DANIEL DÍAZ. ESCRITOR
OPINIÓN

Crónicas desde mi taxi: 'La empresa o tus hijos'

Daniel Díaz.
Daniel Díaz.
JORGE PARÍS
Daniel Díaz.

Nueve de la noche. Parada de taxis del aeropuerto. Continúan llegando oleadas de viajeros aún vestidos de oficina. Los más afortunados volverán a casa después de más de quince horas dedicadas a su empresa (salieron a las seis de la mañana dirección Barcelona, Londres, Bruselas; regresan ahora). El resto irá directo al hotel más cercano a su cita laboral de los próximos días.

Nada más tomar mi taxi se desploman sin perder la compostura. Se aflojan la corbata o el tacón. Suspiran. Encienden el móvil, consultan los últimos correos. Y por último, llamada de rigor a la familia, manteniendo el mismo tono protocolario de cualquier otra llamada laboral al uso.

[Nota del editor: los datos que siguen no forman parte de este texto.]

//! Gemini provider client for Genie.
//!
//! # Architecture
//!
//! [`GeminiClient`] wraps the two remote operations the orchestrator
//! needs:
//!
//! - [`GeminiClient::generate_post_text`] - GenerateContent call that
//!   returns structured post content, or a clearly-marked degraded
//!   record when the response body cannot be parsed.
//! - [`GeminiClient::generate_post_image`] - Imagen predict call that
//!   returns an image reference, degrading to a deterministic seeded
//!   placeholder when the provider produces no image data or the
//!   connection fails.
//!
//! # Error Handling
//!
//! The two operations deliberately fail differently:
//!
//! | Condition | Text op | Image op |
//! |-----------|---------|----------|
//! | Malformed payload | `TextOutcome::Degraded` | placeholder ref |
//! | No content in payload | hard error | placeholder ref |
//! | Connection failure | hard error | placeholder ref |
//! | HTTP error status | hard error | hard error |
//!
//! Text is the primary artifact, so transport problems surface to the
//! caller; images are supplementary to already-captured text, so only a
//! rejected request (non-success status) is treated as hard failure.

pub mod gemini;
pub mod prompt;
pub mod retry;

use std::sync::OnceLock;
use std::time::Duration;

use genie_types::{Platform, PostContent};

/// Canonical Gemini API base URL.
pub const GEMINI_API_BASE_URL: &str = "https://generativelanguage.googleapis.com/v1beta";

const CONNECT_TIMEOUT_SECS: u64 = 30;
const REQUEST_TIMEOUT_SECS: u64 = 120;
const TCP_KEEPALIVE_SECS: u64 = 60;
const MAX_ERROR_BODY_BYTES: usize = 32 * 1024;

/// Shared hardened HTTP client.
pub fn http_client() -> &'static reqwest::Client {
    static CLIENT: OnceLock<reqwest::Client> = OnceLock::new();
    CLIENT.get_or_init(|| {
        reqwest::Client::builder()
            .connect_timeout(Duration::from_secs(CONNECT_TIMEOUT_SECS))
            .timeout(Duration::from_secs(REQUEST_TIMEOUT_SECS))
            .redirect(reqwest::redirect::Policy::none())
            .tcp_keepalive(Some(Duration::from_secs(TCP_KEEPALIVE_SECS)))
            .build()
            .unwrap_or_else(|e| {
                tracing::error!("Failed to build HTTP client: {e}. Using defaults.");
                reqwest::Client::new()
            })
    })
}

/// Read an error response body, capped so a hostile or broken server
/// cannot balloon memory.
pub async fn read_capped_error_body(response: reqwest::Response) -> String {
    match response.text().await {
        Ok(mut body) => {
            if body.len() > MAX_ERROR_BODY_BYTES {
                let mut end = MAX_ERROR_BODY_BYTES;
                while !body.is_char_boundary(end) {
                    end -= 1;
                }
                body.truncate(end);
                body.push_str("...(truncated)");
            }
            body
        }
        Err(e) => format!("<unreadable body: {e}>"),
    }
}

/// Hard failures of a provider call.
#[derive(Debug, thiserror::Error)]
pub enum ProviderError {
    #[error("API error {status}: {body}")]
    Api {
        status: reqwest::StatusCode,
        body: String,
    },
    #[error("request failed after {attempts} attempts: {source}")]
    Connection {
        attempts: u32,
        source: reqwest::Error,
    },
    #[error("request failed: {0}")]
    Transport(#[from] reqwest::Error),
    #[error("provider response carried no text content")]
    MissingText,
    #[error("provider response body was not valid JSON: {0}")]
    InvalidEnvelope(#[from] serde_json::Error),
}

/// Parameters for one text generation call.
#[derive(Debug, Clone)]
pub struct TextRequest {
    /// Persona description - a single persona, or all active personas
    /// joined by the mix separator.
    pub persona: String,
    pub objective: String,
    pub platform: Platform,
    pub language: String,
    /// Creativity temperature in `0.0..=1.0`.
    pub temperature: f32,
    pub output_length: genie_types::OutputLength,
    pub custom_instructions: Option<String>,
    pub avoidance_instructions: Option<String>,
}

/// Result of a text generation call that reached the provider and got a
/// body back.
#[derive(Debug, Clone, PartialEq, Eq)]
pub enum TextOutcome {
    /// The structured payload parsed and validated cleanly.
    Complete(PostContent),
    /// The payload was malformed; this content is a synthesized,
    /// clearly-marked fallback embedding an excerpt of the raw response.
    Degraded(PostContent),
}

impl TextOutcome {
    #[must_use]
    pub fn into_content(self) -> PostContent {
        match self {
            TextOutcome::Complete(content) | TextOutcome::Degraded(content) => content,
        }
    }

    #[must_use]
    pub const fn is_degraded(&self) -> bool {
        matches!(self, TextOutcome::Degraded(_))
    }
}

pub use gemini::GeminiClient;
pub use retry::RetryConfig;
//! Job configuration.
//!
//! A mining job is described by one [`JobConfig`] value. Loading merges,
//! lowest precedence first:
//!
//! 1. Built-in defaults
//! 2. An optional explicit file (TOML, or JSON by extension)
//! 3. `PHRASEMINE_*` environment variables
//!
//! # Example
//! ```no_run
//! use camino::Utf8Path;
//! use phrasemine_core::config::JobConfig;
//!
//! let config = JobConfig::load(Some(Utf8Path::new("job.toml"))).unwrap();
//! assert!(config.max_count >= config.buffer_count);
//! ```

use std::time::Duration;

use camino::{Utf8Path, Utf8PathBuf};
use figment::Figment;
use figment::providers::{Env, Format, Json, Serialized, Toml};
use serde::{Deserialize, Serialize};

use crate::collect::CollectorOptions;
use crate::error::{ConfigError, ConfigResult};
use crate::scan::ScanPolicy;
use crate::stats::{PrunePolicy, StatsOptions};
use crate::tokenize::TokenRules;

/// Everything a mining job needs to run.
#[derive(Debug, Clone, PartialEq, Eq, Serialize, Deserialize)]
#[serde(default)]
pub struct JobConfig {
    /// Hard cap on the phrase table after a reduction.
    pub max_count: usize,
    /// Hysteresis band above `max_count` before a non-forced reduction.
    pub buffer_count: usize,
    /// Pruning policy.
    pub policy: PrunePolicy,
    /// Longest counted sub-phrase, in words. Omit for unbounded.
    pub max_phrase_length: Option<usize>,
    /// Tokenizer character classes.
    pub token_rules: TokenRules,
    /// Seconds between traversal-state flushes.
    pub flush_interval_secs: u64,
    /// Fully buffer archive-entry contents instead of streaming them.
    pub buffer_archive_entries: bool,
    /// Traversal state file. Omit to disable resumability.
    pub state_file: Option<Utf8PathBuf>,
    /// Accumulated-results log file.
    pub results_file: Option<Utf8PathBuf>,
}

impl Default for JobConfig {
    fn default() -> Self {
        Self {
            max_count: 100_000,
            buffer_count: 50_000,
            policy: PrunePolicy::default(),
            max_phrase_length: None,
            token_rules: TokenRules::default(),
            flush_interval_secs: 60,
            buffer_archive_entries: false,
            state_file: None,
            results_file: None,
        }
    }
}

impl JobConfig {
    /// Loads configuration: defaults, then `file`, then `PHRASEMINE_*`
    /// environment variables.
    #[tracing::instrument]
    pub fn load(file: Option<&Utf8Path>) -> ConfigResult<Self> {
        let mut figment = Figment::new().merge(Serialized::defaults(Self::default()));
        if let Some(path) = file {
            figment = match path.extension() {
                Some("json") => figment.merge(Json::file(path)),
                _ => figment.merge(Toml::file(path)),
            };
        }
        figment = figment.merge(Env::prefixed("PHRASEMINE_").lowercase(true));
        let config: Self = figment
            .extract()
            .map_err(|e| ConfigError::Deserialize(Box::new(e)))?;
        tracing::debug!(?file, "configuration loaded");
        Ok(config)
    }

    /// The table options slice of this config.
    pub const fn stats_options(&self) -> StatsOptions {
        StatsOptions {
            max_count: self.max_count,
            buffer_count: self.buffer_count,
            policy: self.policy,
        }
    }

    /// Collector options for this config. Filters and custom preprocessing
    /// are job code, not configuration; they start out unset.
    pub fn collector_options(&self) -> CollectorOptions {
        CollectorOptions {
            token_rules: self.token_rules.clone(),
            max_phrase_length: self.max_phrase_length,
            ..CollectorOptions::default()
        }
    }

    /// Traversal policy for this config, without a path filter.
    pub fn scan_policy(&self) -> ScanPolicy {
        ScanPolicy::new()
            .buffer_contents(self.buffer_archive_entries)
            .flush_interval(Duration::from_secs(self.flush_interval_secs))
    }
}

#[cfg(test)]
mod tests {
    use std::io::Write;

    use super::*;

    #[test]
    fn defaults_match_the_engine_constants() {
        let config = JobConfig::default();
        assert_eq!(config.max_count, 100_000);
        assert_eq!(config.buffer_count, 50_000);
        assert_eq!(config.policy, PrunePolicy::SelfCount);
        assert_eq!(config.flush_interval_secs, 60);
        assert_eq!(config.max_phrase_length, None);
    }

    #[test]
    fn toml_file_overrides_defaults() {
        let mut file = tempfile::Builder::new()
            .suffix(".toml")
            .tempfile()
            .unwrap();
        writeln!(
            file,
            "max_count = 10\npolicy = \"count-rank\"\n[token_rules]\nletters = \"a-z\""
        )
        .unwrap();
        let path = Utf8Path::from_path(file.path()).unwrap();
        let config = JobConfig::load(Some(path)).unwrap();
        assert_eq!(config.max_count, 10);
        assert_eq!(config.policy, PrunePolicy::CountRank);
        assert_eq!(config.token_rules.letters, "a-z");
        // Untouched fields keep their defaults.
        assert_eq!(config.buffer_count, 50_000);
        assert_eq!(config.token_rules.joiners, TokenRules::default().joiners);
    }

    #[test]
    fn missing_file_keeps_defaults() {
        let config = JobConfig::load(Some(Utf8Path::new("/nonexistent/job.toml"))).unwrap();
        assert_eq!(config, JobConfig::default());
    }

    #[test]
    fn stats_options_mirror_the_caps() {
        let config = JobConfig {
            max_count: 7,
            buffer_count: 3,
            policy: PrunePolicy::CountRank,
            ..JobConfig::default()
        };
        let opts = config.stats_options();
        assert_eq!(opts.max_count, 7);
        assert_eq!(opts.buffer_count, 3);
        assert_eq!(opts.policy, PrunePolicy::CountRank);
    }
}
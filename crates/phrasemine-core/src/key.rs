//! Canonical phrase keys.
//!
//! A phrase key is an ordered word-id sequence encoded as the decimal ids
//! joined by [`ID_SEPARATOR`]. The separator cannot occur inside a decimal
//! id, so the encoding is reversible: `decode(encode(seq)) == Some(seq)`.

use crate::words::WordId;

/// Separator between word ids inside a phrase key.
pub const ID_SEPARATOR: char = '_';

/// Encodes an id sequence as its canonical key.
pub fn encode(ids: &[WordId]) -> String {
    let mut key = String::new();
    for id in ids {
        if !key.is_empty() {
            key.push(ID_SEPARATOR);
        }
        key.push_str(&id.to_string());
    }
    key
}

/// Decodes a canonical key back into its id sequence.
///
/// Returns `None` for strings not produced by [`encode`].
pub fn decode(key: &str) -> Option<Vec<WordId>> {
    if key.is_empty() {
        return None;
    }
    key.split(ID_SEPARATOR).map(|part| part.parse().ok()).collect()
}

#[cfg(test)]
mod tests {
    use super::*;

    #[test]
    fn round_trip() {
        let ids = vec![1, 42, 7, 42];
        assert_eq!(decode(&encode(&ids)), Some(ids));
    }

    #[test]
    fn single_id() {
        assert_eq!(encode(&[9]), "9");
        assert_eq!(decode("9"), Some(vec![9]));
    }

    #[test]
    fn rejects_malformed_keys() {
        assert_eq!(decode(""), None);
        assert_eq!(decode("1__2"), None);
        assert_eq!(decode("1_x"), None);
        assert_eq!(decode("_1"), None);
    }
}
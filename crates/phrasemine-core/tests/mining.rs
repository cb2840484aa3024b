//! End-to-end mining scenarios over the full collector pipeline.

use phrasemine_core::{
    CollectorOptions, PhraseCollector, PhraseStats, PrunePolicy, StatsOptions, WordCache, report,
};

fn collector(policy: PrunePolicy) -> PhraseCollector {
    let stats = PhraseStats::new(StatsOptions {
        max_count: 100_000,
        buffer_count: 50_000,
        policy,
    });
    PhraseCollector::new(WordCache::new(), stats, CollectorOptions::default()).unwrap()
}

#[test]
fn frequency_list_matches_recorded_behavior() {
    let mut c = collector(PrunePolicy::CountRank);
    let total = c.add_text(
        "Word's-B - WordA   Word-C  worda <tag> word-c  wordA </tag> wordD Wordd  -",
    );
    assert_eq!(total, 8);

    c.stats_mut().reduce(true);
    let (cache, stats) = c.into_parts();
    assert_eq!(
        report::render_tsv(&cache, &stats),
        "3\tWordA\r\n2\tWord-C\r\n2\twordD\r\n2\tWord-C WordA\r\n1\tWord's-B"
    );
}

#[test]
fn self_count_reduction_prunes_subsumed_phrases() {
    let mut c = collector(PrunePolicy::SelfCount);
    // "alpha beta" three times; neither word ever appears alone.
    c.add_text("alpha beta\r\nalpha beta\r\nalpha beta");
    c.stats_mut().reduce(true);

    let (cache, stats) = c.into_parts();
    assert_eq!(stats.len(), 1);
    let entries = stats.entries();
    let (phrase_key, record) = entries[0];
    assert_eq!(record.count, 3);
    assert_eq!(record.self_count, 3);
    assert_eq!(
        report::phrase_text(&cache, phrase_key).as_deref(),
        Some("alpha beta")
    );
}

#[test]
fn self_count_keeps_phrases_with_their_own_signal() {
    let mut c = collector(PrunePolicy::SelfCount);
    // "strange loop" appears inside a longer phrase twice and alone once.
    c.add_text("the strange loop\r\nthe strange loop\r\nstrange loop");
    c.stats_mut().reduce(true);

    let (cache, stats) = c.into_parts();
    let texts: Vec<String> = stats
        .entries()
        .iter()
        .map(|(k, _)| report::phrase_text(&cache, k).unwrap())
        .collect();
    assert!(texts.contains(&"the strange loop".to_string()));
    assert!(texts.contains(&"strange loop".to_string()));
    assert!(!texts.contains(&"the strange".to_string()));
    assert!(!texts.contains(&"loop".to_string()));
}

#[test]
fn identical_input_produces_identical_tables() {
    let text = "над небом голубым есть город золотой\r\nпод небом голубым";
    let snapshot = |mut c: PhraseCollector| {
        c.add_text(text);
        c.stats_mut().reduce(true);
        let (cache, stats) = c.into_parts();
        stats
            .entries()
            .iter()
            .map(|(k, r)| {
                (
                    report::phrase_text(&cache, k).unwrap(),
                    r.count,
                    r.self_count,
                )
            })
            .collect::<Vec<_>>()
    };
    let a = snapshot(collector(PrunePolicy::SelfCount));
    let b = snapshot(collector(PrunePolicy::SelfCount));
    assert_eq!(a, b);
    assert!(!a.is_empty());
}

#[test]
fn rejected_document_contributes_nothing() {
    let stats = PhraseStats::default();
    let opts = CollectorOptions {
        filter_text: Some(Box::new(|t| !t.contains("droppable"))),
        ..CollectorOptions::default()
    };
    let mut c = PhraseCollector::new(WordCache::new(), stats, opts).unwrap();
    assert_eq!(c.add_text("entirely droppable document"), 0);
    assert!(c.stats().is_empty());
    assert_eq!(c.add_text("kept document"), 2);
}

Serios, mirando al infinito allende el tráfico, sin apenas atisbo de ternura: ¿Duerme ya el niño? ¿Avisaste al técnico de la lavadora? Mi vuelo fatal, salió con retraso. Mañana me reúno a las ocho. Comeré un sandwich en el bar del hotel y a la cama. Te cuelgo, ya estoy llegando. Tengo que pagar el taxi, hablamos luego, chao. Pero aparte del tono también se intuye cierta mezcla de cansancio y de orgullo en esas charlas domésticas, como dando a entender que el sacrificio, las jornadas interminables o los largos desplazamientos fuera del horario laboral son el único camino plausible hacia el emprendimiento. Que lo hacen por y para el futuro de sus hijos. Hijos que, con suerte, apenas disfrutarán de sus padres los fines de semana.

En base a esto se inventaron las escuelas infantiles de cero a tres años abiertas doce horas diarias (llamarlas «guarderías» no es casual). O qué decir de esos abuelos haciendo las veces de padres postizos, o del número creciente de parques de juegos por horas o de actividades extraescolares en la misma escuela. Sudokus horarios que, además, cuestan dinero. Bastante dinero. Dinero que se come casi un sueldo en muchos casos. Y niños rotos de estrés: Enseñanza obligatoria de nueve a cuatro (comedor incluido), después natación, refuerzo de inglés, flauta travesera y esgrima. Cansancio. Colapso mental. Desapego.

Tal vez te preguntes qué demonios pinto yo también recogiendo clientes en mi taxi a las nueve de la noche. Pues bien, aparte del emprendedor convencido estamos los autónomos atrapados en bucles ruinosos cuya única salida pasa por echarle muchas horas. Aun con esas procuro llegar a casa justo a tiempo para bañar a mi hija de dos años, darle la cena, jugar con ella un rato y leerla un cuento a los pies de su cama. Al menos ella duerme tranquila sabiendo que papá y mamá matarán sus monstruos cada noche. Pero sé, estoy seguro, que necesita más. Y es que los niños, diga lo que diga la CEOE, necesitan del calor de sus padres.

Lo peor del asunto no es vivir en una rueda tramposa y voraz que empuja a quien trabaja a extender su jornada ad infinitum en lugar de ayudarlo a conciliar. Lo peor es asumirlo como el único camino hacia el éxito social. Lo peor es ponerse solamente en la piel del empresario o del inversor aun sin ser ni lo uno ni lo otro. Remar como un autómata en su misma dirección (y los niños, tu familia, cada vez más lejos). Emplear dos tercios de tu vida en el trabajo mientras tus hijos crecen en un entorno aséptico, creyendo que el amor se mide en pulgadas de tabletas táctiles o en muñecas interactivas. Ya hay madres condenadas a dejar de dar el pecho a sus bebés una vez se reincorporan al trabajo. Madres y padres con miedo a pedir reducción de jornada o un horario más flexible, o simplemente lo descartan porque el sueldo resultante no les llega. El éxito, creo yo, no es hacer empresa sino hacer familia. Jugar con tus hijos y enseñarles valores que compensen un sistema educativo empeñado en formar máquinas económicamente productivas. La cultura del esfuerzo sin más vocación que generar dinero (tomando a los demás como rivales) sólo conseguirá enfangarnos en un futuro frío y deshumanizado. Y yo no quiero un mundo así para mi hija. Ni para nadie.